Just to exemplify how out of whack some of these laws are, take for instance the punishment for possessing 200 Percocet (an often abused pain-killer). The reprocussion for possessing 200 units of this particular opiate is higher than that of armed rape by a whopping 15 years! Certainly everyone can agree that armed rape is a much worse crime than drug possession. These rigid sentencing laws have shifted the power from the judges who can evaluate each criminal on a case to case basis to the prosecutors who are backed up by these ridiculous mandatory minimum sentencing laws. Twenty-five out of the 50 states even have laws in place that lock up habitual offenders for life. Meaning if the offender commits the same crime three times, the sentence is prison for the rest of one’s natural life.

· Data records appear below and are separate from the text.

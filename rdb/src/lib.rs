// This Source Code Form is subject to the terms of the Mozilla Public
// License, v. 2.0. If a copy of the MPL was not distributed with this
// file, You can obtain one at https://mozilla.org/MPL/2.0/.

//! The BGP route table pipeline.
//!
//! Routes received from peers flow through a chain of table stages, one
//! branch per peer, into a decision stage that picks a single winner per
//! prefix. Winners are installed through a [`rib::RibClient`] and fanned out
//! to every established peer. Next-hop reachability is resolved
//! asynchronously by the [`resolver::NextHopResolver`].

pub mod attributes;
pub mod bestpath;
pub mod cache;
pub mod decision;
pub mod deletion;
pub mod dump;
pub mod error;
pub mod fanout;
pub mod filter;
pub mod log;
pub mod nhlookup;
pub mod plumbing;
pub mod resolver;
pub mod rib;
pub mod ribin;
pub mod ribout;
pub mod table;
pub mod types;

pub use plumbing::{BgpPlumbing, LocalConfig, Plumbing};
pub use types::*;

#[cfg(test)]
mod proptest;

#[cfg(test)]
mod test;

pub const COMPONENT_RDB: &str = "rdb";
pub const MOD_PIPELINE: &str = "pipeline";
pub const MOD_RESOLVER: &str = "nexthop resolver";
// This Source Code Form is subject to the terms of the Mozilla Public
// License, v. 2.0. If a copy of the MPL was not distributed with this
// file, You can obtain one at https://mozilla.org/MPL/2.0/.

//! The boundary between the BGP pipeline and the local routing table. The
//! pipeline asks the RIB whether next-hops are reachable and pushes the
//! routes it selects back down for installation.

use crate::log::resolver_log;
use crate::resolver::{NexthopAnswer, QueryId};
use crate::types::{Afi, Origin};
use slog::Logger;
use std::collections::{BTreeMap, VecDeque};

/// A selected route handed to the RIB for installation.
#[derive(Debug, Clone, PartialEq, Eq)]
pub struct FibRoute<A: Afi> {
    pub net: A::Prefix,
    pub nexthop: A,
    pub asn: Option<u32>,
    pub origin: Origin,
    pub igp_metric: u32,
}

/// Unsolicited reachability news from the RIB.
#[derive(Debug, Clone, Copy, PartialEq, Eq)]
pub enum RibNotification<A: Afi> {
    /// Whatever was said about next-hops within this prefix may no longer
    /// hold. Answers must be fetched again.
    Invalid(A::Prefix),

    /// Next-hops within this prefix are now reached at a new IGP distance.
    Changed(A::Prefix, u32),
}

pub trait RibClient<A: Afi>: Send {
    /// Ask whether `nexthop` resolves. The answer arrives later through
    /// `poll_answers` (or is delivered by the embedding application).
    fn register_interest(&mut self, query: QueryId, nexthop: A);

    /// The answer to `query` is no longer wanted.
    fn deregister_interest(&mut self, query: QueryId, nexthop: A);

    fn add_route(&mut self, route: FibRoute<A>);
    fn delete_route(&mut self, net: A::Prefix);

    fn poll_answers(&mut self) -> Vec<(QueryId, NexthopAnswer)> {
        Vec::new()
    }

    fn poll_notifications(&mut self) -> Vec<RibNotification<A>> {
        Vec::new()
    }
}

/// An in-memory RIB. Next-hops resolve against a configured set of IGP
/// destinations by longest match, and installed routes are kept in a table
/// that can be inspected.
pub struct StaticRib<A: Afi> {
    igp: BTreeMap<A::Prefix, u32>,
    pending: VecDeque<(QueryId, A)>,
    notifications: Vec<RibNotification<A>>,
    fib: BTreeMap<A::Prefix, FibRoute<A>>,
    log: Logger,
}

impl<A: Afi> StaticRib<A> {
    pub fn new(log: Logger) -> Self {
        Self {
            igp: BTreeMap::new(),
            pending: VecDeque::new(),
            notifications: Vec::new(),
            fib: BTreeMap::new(),
            log,
        }
    }

    pub fn set_igp_route(&mut self, prefix: A::Prefix, metric: u32) {
        match self.igp.insert(prefix, metric) {
            Some(old) if old != metric => self
                .notifications
                .push(RibNotification::Changed(prefix, metric)),
            Some(_) => {}
            None => self.notifications.push(RibNotification::Invalid(prefix)),
        }
    }

    pub fn remove_igp_route(&mut self, prefix: A::Prefix) {
        if self.igp.remove(&prefix).is_some() {
            self.notifications.push(RibNotification::Invalid(prefix));
        }
    }

    pub fn lookup(&self, nexthop: A) -> NexthopAnswer {
        self.igp
            .iter()
            .filter(|(p, _)| A::prefix_contains(p, nexthop))
            .max_by_key(|(p, _)| A::prefix_len(p))
            .map(|(_, metric)| NexthopAnswer::resolved(*metric))
            .unwrap_or(NexthopAnswer::UNRESOLVED)
    }

    pub fn fib(&self) -> &BTreeMap<A::Prefix, FibRoute<A>> {
        &self.fib
    }
}

impl<A: Afi> RibClient<A> for StaticRib<A> {
    fn register_interest(&mut self, query: QueryId, nexthop: A) {
        self.pending.push_back((query, nexthop));
    }

    fn deregister_interest(&mut self, query: QueryId, _nexthop: A) {
        self.pending.retain(|(q, _)| *q != query);
    }

    fn add_route(&mut self, route: FibRoute<A>) {
        resolver_log!(self.log, info, "install {} via {}", route.net, route.nexthop;
            "afi" => A::NAME
        );
        self.fib.insert(route.net, route);
    }

    fn delete_route(&mut self, net: A::Prefix) {
        if self.fib.remove(&net).is_some() {
            resolver_log!(self.log, info, "uninstall {}", net;
                "afi" => A::NAME
            );
        }
    }

    fn poll_answers(&mut self) -> Vec<(QueryId, NexthopAnswer)> {
        let pending: Vec<_> = self.pending.drain(..).collect();
        pending
            .into_iter()
            .map(|(q, nh)| (q, self.lookup(nh)))
            .collect()
    }

    fn poll_notifications(&mut self) -> Vec<RibNotification<A>> {
        std::mem::take(&mut self.notifications)
    }
}

#[cfg(test)]
mod test {
    use super::*;
    use crate::types::Prefix4;
    use std::net::Ipv4Addr;

    #[test]
    fn longest_match_wins() {
        let mut rib =
            StaticRib::<Ipv4Addr>::new(bgp_common::log::discard_logger());
        rib.set_igp_route("10.0.0.0/8".parse::<Prefix4>().unwrap(), 20);
        rib.set_igp_route("10.1.0.0/16".parse::<Prefix4>().unwrap(), 5);

        assert_eq!(
            rib.lookup(Ipv4Addr::new(10, 1, 2, 3)),
            NexthopAnswer::resolved(5)
        );
        assert_eq!(
            rib.lookup(Ipv4Addr::new(10, 2, 2, 3)),
            NexthopAnswer::resolved(20)
        );
        assert_eq!(
            rib.lookup(Ipv4Addr::new(192, 0, 2, 1)),
            NexthopAnswer::UNRESOLVED
        );

        rib.register_interest(QueryId(1), Ipv4Addr::new(10, 1, 0, 1));
        rib.register_interest(QueryId(2), Ipv4Addr::new(10, 9, 0, 1));
        rib.deregister_interest(QueryId(2), Ipv4Addr::new(10, 9, 0, 1));
        assert_eq!(
            rib.poll_answers(),
            vec![(QueryId(1), NexthopAnswer::resolved(5))]
        );
        assert!(rib.poll_answers().is_empty());
    }
}
// This Source Code Form is subject to the terms of the Mozilla Public
// License, v. 2.0. If a copy of the MPL was not distributed with this
// file, You can obtain one at https://mozilla.org/MPL/2.0/.

use crate::PeerId;

#[derive(thiserror::Error, Debug, PartialEq, Eq)]
pub enum Error {
    #[error("unknown peering {0}")]
    UnknownPeer(PeerId),

    #[error("peering {0} already plumbed")]
    PeerExists(PeerId),

    #[error("peering {0} is up")]
    PeerUp(PeerId),

    #[error("peering {0} is down")]
    PeerDown(PeerId),

    #[error("invalid route: {0}")]
    InvalidRoute(String),
}
fn family_max_len(afi: u16, safi: u8) -> Option<u8> {
    match (afi, safi) {
        (AFI_IPV4, SAFI_UNICAST) => Some(Ipv4Addr::MAX_PREFIX_LEN),
        (AFI_IPV6, SAFI_UNICAST) => Some(Ipv6Addr::MAX_PREFIX_LEN),
        _ => None,
    }
}

#[derive(Debug, PartialEq, Eq, Clone)]
pub enum PathAttributeValue {
    Origin(PathOrigin),
    AsPath(Vec<AsPathSegment>),
    NextHop(Ipv4Addr),
    MultiExitDisc(u32),
    LocalPref(u32),
    AtomicAggregate,
    Aggregator(Aggregator),
    Communities(Vec<u32>),
    MpReachNlri(MpReachNlri),
    MpUnreachNlri(MpUnreachNlri),
    As4Path(Vec<AsPathSegment>),
    As4Aggregator(Aggregator),

    /// An attribute we do not interpret, carried verbatim.
    Unknown {
        flags: u8,
        type_code: u8,
        value: Vec<u8>,
    },
}

fn exact<const N: usize>(input: &[u8]) -> Result<[u8; N], UpdateErrorSubcode> {
    input
        .try_into()
        .map_err(|_| UpdateErrorSubcode::AttributeLength)
}

impl PathAttributeValue {
    pub fn type_code(&self) -> PathAttributeTypeCode {
        use PathAttributeTypeCode as Code;
        match self {
            Self::Origin(_) => Code::Origin,
            Self::AsPath(_) => Code::AsPath,
            Self::NextHop(_) => Code::NextHop,
            Self::MultiExitDisc(_) => Code::MultiExitDisc,
            Self::LocalPref(_) => Code::LocalPref,
            Self::AtomicAggregate => Code::AtomicAggregate,
            Self::Aggregator(_) => Code::Aggregator,
            Self::Communities(_) => Code::Communities,
            Self::MpReachNlri(_) => Code::MpReachNlri,
            Self::MpUnreachNlri(_) => Code::MpUnreachNlri,
            Self::As4Path(_) => Code::As4Path,
            Self::As4Aggregator(_) => Code::As4Aggregator,
            Self::Unknown { type_code, .. } => Code::from(*type_code),
        }
    }

    pub fn to_wire(&self, width: AsPathWidth) -> Result<Vec<u8>, Error> {
        match self {
            Self::Origin(x) => Ok(vec![*x as u8]),
            Self::AsPath(segments) => {
                let mut buf = Vec::new();
                for s in segments {
                    buf.extend_from_slice(&s.to_wire(width)?);
                }
                Ok(buf)
            }
            Self::As4Path(segments) => {
                let mut buf = Vec::new();
                for s in segments {
                    buf.extend_from_slice(&s.to_wire(AsPathWidth::Four)?);
                }
                Ok(buf)
            }
            Self::NextHop(addr) => Ok(addr.octets().into()),
            Self::MultiExitDisc(v) | Self::LocalPref(v) => {
                Ok(v.to_be_bytes().into())
            }
            Self::AtomicAggregate => Ok(Vec::new()),
            Self::Aggregator(a) => Ok(a.to_wire(width)),
            Self::As4Aggregator(a) => Ok(a.to_wire(AsPathWidth::Four)),
            Self::Communities(communities) => {
                let mut buf = Vec::new();
                for community in communities {
                    buf.extend_from_slice(&community.to_be_bytes());
                }
                Ok(buf)
            }
            Self::MpReachNlri(mp) => {
                let mut buf = mp.afi.to_be_bytes().to_vec();
                buf.push(mp.safi);
                let mut nh = match mp.nexthop {
                    IpAddr::V4(a) => a.octets().to_vec(),
                    IpAddr::V6(a) => a.octets().to_vec(),
                };
                if let Some(ll) = mp.link_local {
                    nh.extend_from_slice(&ll.octets());
                }
                buf.push(nh.len() as u8);
                buf.extend_from_slice(&nh);
                // reserved
                buf.push(0);
                buf.extend_from_slice(&prefixes_to_wire(&mp.nlri)?);
                Ok(buf)
            }
            Self::MpUnreachNlri(mp) => {
                let mut buf = mp.afi.to_be_bytes().to_vec();
                buf.push(mp.safi);
                buf.extend_from_slice(&prefixes_to_wire(&mp.withdrawn)?);
                Ok(buf)
            }
            Self::Unknown { value, .. } => Ok(value.clone()),
        }
    }

    /// Decode an attribute value. Failures name the UPDATE error subcode to
    /// report.
    pub fn from_wire(
        input: &[u8],
        flags: u8,
        type_code: PathAttributeTypeCode,
        width: AsPathWidth,
    ) -> Result<PathAttributeValue, UpdateErrorSubcode> {
        use PathAttributeTypeCode as Code;
        match type_code {
            Code::Origin => {
                let [origin] = exact::<1>(input)?;
                PathOrigin::try_from(origin)
                    .map(PathAttributeValue::Origin)
                    .map_err(|_| UpdateErrorSubcode::InvalidOriginAttribute)
            }
            Code::AsPath => {
                Ok(PathAttributeValue::AsPath(segments_from_wire(input, width)?))
            }
            Code::As4Path => Ok(PathAttributeValue::As4Path(
                segments_from_wire(input, AsPathWidth::Four)?,
            )),
            Code::NextHop => {
                Ok(PathAttributeValue::NextHop(exact::<4>(input)?.into()))
            }
            Code::MultiExitDisc => Ok(PathAttributeValue::MultiExitDisc(
                u32::from_be_bytes(exact(input)?),
            )),
            Code::LocalPref => Ok(PathAttributeValue::LocalPref(
                u32::from_be_bytes(exact(input)?),
            )),
            Code::AtomicAggregate => {
                exact::<0>(input)?;
                Ok(PathAttributeValue::AtomicAggregate)
            }
            Code::Aggregator => Ok(PathAttributeValue::Aggregator(
                Aggregator::from_wire(input, width)?,
            )),
            Code::As4Aggregator => Ok(PathAttributeValue::As4Aggregator(
                Aggregator::from_wire(input, AsPathWidth::Four)?,
            )),
            Code::Communities => {
                if input.len() % 4 != 0 {
                    return Err(UpdateErrorSubcode::AttributeLength);
                }
                Ok(PathAttributeValue::Communities(
                    input
                        .chunks_exact(4)
                        .map(|c| u32::from_be_bytes([c[0], c[1], c[2], c[3]]))
                        .collect(),
                ))
            }
            Code::MpReachNlri => {
                Ok(PathAttributeValue::MpReachNlri(mp_reach_from_wire(input)?))
            }
            Code::MpUnreachNlri => {
                if input.len() < 3 {
                    return Err(UpdateErrorSubcode::AttributeLength);
                }
                let afi = u16::from_be_bytes([input[0], input[1]]);
                let safi = input[2];
                let max_len = family_max_len(afi, safi)
                    .ok_or(UpdateErrorSubcode::OptionalAttribute)?;
                let withdrawn = prefixes_from_wire(&input[3..], max_len)
                    .map_err(|_| UpdateErrorSubcode::OptionalAttribute)?;
                Ok(PathAttributeValue::MpUnreachNlri(MpUnreachNlri {
                    afi,
                    safi,
                    withdrawn,
                }))
            }
            Code::Other(code) => Ok(PathAttributeValue::Unknown {
                flags,
                type_code: code,
                value: input.to_vec(),
            }),
        }
    }
}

Currently more than 3,700 people are serving life sentences for non violent crimes in California alone. The next time any of those 3,700 people will see a glimpse of the sun which those in the outside world take for granted, it will merely be fragments of rays through the cracks in the zipper of a body bag. People just like Alabama’s Jerald Sanders have been victimized by this lopsided sentencing, who will now serve a life term for stealing a bicycle under his own state’s rigid ‘three strikes and you’re out’ program.

America’s addiction to incarceration is also a very expensive habit, ranging from $18,000 a year to $50,000 a year, depending on what state the convicts are housed in. Since the recession, many states have turned to reducing sentencing for non-violent offenders to save money; perhaps the economic downturn has had some positive effects, as this is a good way in which to make more suitable punishments materialize for these minor incidents. Mississippi has reduced the amount of time non-violent offenders must serve of their sentences, from 85% to 25%, with good behavior. Texas has been making a huge move towards non-jail related penalties such as community service and probation. Even New York, who has a record of being hard on crime, has repelled almost all of their mandatory minimum sentencing requirements for drug offenders. This caused the first inmate population dip in the U.S. since 1974. This is a good trend and should be encouraged; the money saved can be used for drug treatments, probation, better policing, and more cost-effective methods of crime prevention.

A country that has one in every 31 citizens wrapped up in its legal system is a police state–not a democracy. We need clearer and more concise laws that are easy to interpret and enforce, and they must also represent and make sense for the day and age we live in, as well as have fair and adequate punishments for the people that break them. To spend $50,000 a year putting a person away for life for stealing a bicycle is absolute lunacy. The only way a human being should ever see a jail cell is if he or she has committed a violent crime or a massive fraud. That should be something we can all agree on.